Mário Sérgio

Difícil encontrar empregos naqueles tempos. O assunto em televisão, rádio e jornal, era a crise provocada pelo preço do barril de petróleo. Mas, Sô Geraldo, quarenta e seis anos, nunca teve carro. Então o que tinha ele a haver com preço do combustível? Ainda mais em barril. Não eram sempre litros? Quem compra barril disso? Quanto cabe num barril? Nunca, que se lembrasse, tinha visto um barril na vida. Coisa de doido.

Porém, Sô Geraldo se ressentiria logo dos outros preços. No mundo da produção – ele nem imaginava – tudo estava relacionado. Como na teoria do Efeito Borboleta. O drama desse bom senhor, interiorano, seria ampliado pelas pessoas que dependiam dele, esposa e três crianças. Além, claro, dos indiretos, pequenos comerciantes dos quais comprava “na caderneta”; o senhorio; água, luz; mais seu xará, do gás. Tudo porque perdera seu emprego de vigilante de obra. Não só ele. Vários de seu parco círculo de amizade, de referência, também perderam sua fonte de renda. A obra parou por tempo indeterminado; palavra cujo significado desconhecia, mas tinha a sensação de que não era bom.

Mesmo assim, trazia um sorriso jovial, ouvindo, de passagem, no radinho do colega em viagem no ônibus, Saco de Feijão (Francisco Santana/1977), na voz, hoje saudosa, de Beth Carvalho. E pensava em sua primogênita, com sequela de pólio, cheia de vida, inteligente, esforçada, debutando naquele ano, matutando como dançar com ela a importante valsa.

Vira no cinema, recentemente, Uma Janela para o Céu, a vida da esquiadora Jill Kinmont Boothe e avaliou a correlação da filha com a personagem June (Nan Martin). Poucos antes do acidente da protagonista principal, foi diagnosticada com poliomielite.
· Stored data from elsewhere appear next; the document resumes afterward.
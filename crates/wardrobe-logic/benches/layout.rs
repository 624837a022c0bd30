//! Layout and placement benchmarks.
//!
//! - Layout derivation (zones + column analysis) for growing slot counts
//! - Availability scans over a crowded space
//! - Full move resolution
//!
//! Run with: `cargo bench -p wardrobe-logic`

use criterion::{black_box, criterion_group, criterion_main, BenchmarkId, Criterion};

use wardrobe_logic::availability::{find_next_available_slot, Candidate, Direction};
use wardrobe_logic::layout::SpaceLayout;
use wardrobe_logic::modules::{ModuleCategory, ModuleSpec, PlacedModule, StaticCatalog};
use wardrobe_logic::placement::{resolve_placement, EditContext, Target};
use wardrobe_logic::space::{Column, DroppedCeiling, Side, SpaceConfig};
use wardrobe_logic::zones::ZoneKind;

// ============================================================================
// Fixtures
// ============================================================================

fn space(slots: u32) -> SpaceConfig {
    let width = 600.0 * f64::from(slots) + 900.0;
    SpaceConfig {
        width,
        custom_column_count: Some(slots),
        dropped_ceiling: Some(DroppedCeiling {
            enabled: true,
            position: Side::Right,
            ..DroppedCeiling::default()
        }),
        columns: (0..slots / 4)
            .map(|i| Column::new(format!("c{i}"), 300.0 + 2400.0 * f64::from(i), 300.0, 300.0, 2400.0))
            .collect(),
        ..SpaceConfig::default()
    }
}

fn catalog() -> StaticCatalog {
    StaticCatalog::new(vec![ModuleSpec {
        id: "single-wardrobe".to_string(),
        category: ModuleCategory::General,
        width: 600.0,
        height: 2000.0,
        depth: 580.0,
        is_dual: false,
    }])
}

/// Every other normal-zone slot occupied.
fn crowd(layout: &SpaceLayout) -> Vec<PlacedModule> {
    (0..layout.slot_count(ZoneKind::Normal))
        .step_by(2)
        .map(|i| PlacedModule {
            zone: Some(ZoneKind::Normal),
            slot_index: Some(i),
            ..PlacedModule::new(format!("m{i}"), "single-wardrobe")
        })
        .collect()
}

// ============================================================================
// Benchmarks
// ============================================================================

fn bench_layout(c: &mut Criterion) {
    let mut group = c.benchmark_group("layout");
    for slots in [6u32, 24, 96] {
        let s = space(slots);
        group.bench_with_input(BenchmarkId::new("derive", slots), &s, |b, s| {
            b.iter(|| SpaceLayout::derive(black_box(s)))
        });
    }
    group.finish();
}

fn bench_availability(c: &mut Criterion) {
    let mut group = c.benchmark_group("availability");
    let s = space(96);
    let cat = catalog();
    let layout = SpaceLayout::derive(&s).expect("bench space is valid");
    let placed = crowd(&layout);
    let candidate = Candidate {
        zone: ZoneKind::Normal,
        slot_index: 0,
        is_dual: true,
        category: ModuleCategory::General,
        exclude_id: None,
    };

    group.bench_function("smart_skip_right_96", |b| {
        b.iter(|| {
            find_next_available_slot(
                &layout,
                black_box(&placed),
                &cat,
                &candidate,
                Direction::Right,
            )
        })
    });
    group.finish();
}

fn bench_resolve(c: &mut Criterion) {
    let mut group = c.benchmark_group("resolve");
    let s = space(24);
    let cat = catalog();
    let layout = SpaceLayout::derive(&s).expect("bench space is valid");
    let placed = crowd(&layout);
    let ctx = EditContext::new(&s, &placed, &cat).expect("bench space is valid");

    group.bench_function("single_move", |b| {
        b.iter(|| resolve_placement(&ctx, black_box(&placed[0]), Target::new(ZoneKind::Normal, 5)))
    });
    group.finish();
}

criterion_group!(benches, bench_layout, bench_availability, bench_resolve);
criterion_main!(benches);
Interessante, pensou Sô Geraldo, gente com aparelho e bengala pode ser artista. Mesmo sem saber de que forma, profetizou vê-la vencer na vida.

Entrou em casa, olhou a filha que estudava e ganhou um beijo carinhoso da esposa feliz por vê-lo. Nesse instante seu sorriso cintilou ainda mais, iluminando a razão da certeza pelo sucesso da filha. Que não seria por ele, mas por aquela dedicada e bela guerreira, sua mãe.